## Work order
From the entries below, return only the lines starting at the one that contains "structure for discograph" and ending at the one that contains "item before dead-lettering", exactly as they stand.

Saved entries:
———

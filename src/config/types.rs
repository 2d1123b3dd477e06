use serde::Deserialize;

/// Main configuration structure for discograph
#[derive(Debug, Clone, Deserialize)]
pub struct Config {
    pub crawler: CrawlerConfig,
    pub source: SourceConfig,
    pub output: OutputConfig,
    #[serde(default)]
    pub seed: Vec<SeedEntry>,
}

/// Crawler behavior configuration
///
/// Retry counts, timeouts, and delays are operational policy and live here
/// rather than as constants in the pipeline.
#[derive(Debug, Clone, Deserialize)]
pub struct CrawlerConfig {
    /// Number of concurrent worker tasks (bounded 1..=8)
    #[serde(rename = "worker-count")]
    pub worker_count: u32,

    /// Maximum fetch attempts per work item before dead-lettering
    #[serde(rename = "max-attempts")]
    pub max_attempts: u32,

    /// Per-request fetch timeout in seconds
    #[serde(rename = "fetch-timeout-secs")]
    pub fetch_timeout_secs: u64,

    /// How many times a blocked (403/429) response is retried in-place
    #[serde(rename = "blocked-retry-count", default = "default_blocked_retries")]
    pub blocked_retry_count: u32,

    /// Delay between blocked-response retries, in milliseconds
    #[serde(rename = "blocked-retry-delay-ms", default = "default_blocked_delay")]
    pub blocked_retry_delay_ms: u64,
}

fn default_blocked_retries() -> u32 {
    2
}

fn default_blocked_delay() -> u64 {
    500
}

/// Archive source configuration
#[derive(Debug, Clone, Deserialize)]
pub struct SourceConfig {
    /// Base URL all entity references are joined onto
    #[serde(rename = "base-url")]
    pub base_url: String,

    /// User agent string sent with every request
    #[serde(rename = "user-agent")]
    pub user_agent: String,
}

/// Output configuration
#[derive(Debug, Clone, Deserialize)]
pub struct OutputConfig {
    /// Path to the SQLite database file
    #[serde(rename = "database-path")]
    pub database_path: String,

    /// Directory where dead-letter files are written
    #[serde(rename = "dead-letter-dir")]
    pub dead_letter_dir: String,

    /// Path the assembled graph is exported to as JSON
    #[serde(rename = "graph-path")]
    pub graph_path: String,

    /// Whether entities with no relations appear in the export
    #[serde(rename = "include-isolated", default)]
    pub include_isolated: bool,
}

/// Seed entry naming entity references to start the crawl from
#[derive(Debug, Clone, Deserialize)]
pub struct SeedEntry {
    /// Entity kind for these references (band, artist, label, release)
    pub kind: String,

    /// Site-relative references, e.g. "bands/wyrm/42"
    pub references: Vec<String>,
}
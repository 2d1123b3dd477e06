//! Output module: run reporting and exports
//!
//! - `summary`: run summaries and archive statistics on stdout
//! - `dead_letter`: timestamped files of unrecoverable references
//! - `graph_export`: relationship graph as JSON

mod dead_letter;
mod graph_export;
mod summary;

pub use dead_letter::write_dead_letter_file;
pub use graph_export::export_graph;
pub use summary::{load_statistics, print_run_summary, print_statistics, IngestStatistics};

———

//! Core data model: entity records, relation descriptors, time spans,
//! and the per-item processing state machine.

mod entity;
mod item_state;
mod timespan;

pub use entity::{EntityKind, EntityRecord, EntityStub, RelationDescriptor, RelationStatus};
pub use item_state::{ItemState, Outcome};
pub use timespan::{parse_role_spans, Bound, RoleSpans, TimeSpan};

———

## Response to this exercise
/// Main configuration structure for discograph
#[derive(Debug, Clone, Deserialize)]
pub struct Config {
    pub crawler: CrawlerConfig,
    pub source: SourceConfig,
    pub output: OutputConfig,
    #[serde(default)]
    pub seed: Vec<SeedEntry>,
}

/// Crawler behavior configuration
///
/// Retry counts, timeouts, and delays are operational policy and live here
/// rather than as constants in the pipeline.
#[derive(Debug, Clone, Deserialize)]
pub struct CrawlerConfig {
    /// Number of concurrent worker tasks (bounded 1..=8)
    #[serde(rename = "worker-count")]
    pub worker_count: u32,

    /// Maximum fetch attempts per work item before dead-lettering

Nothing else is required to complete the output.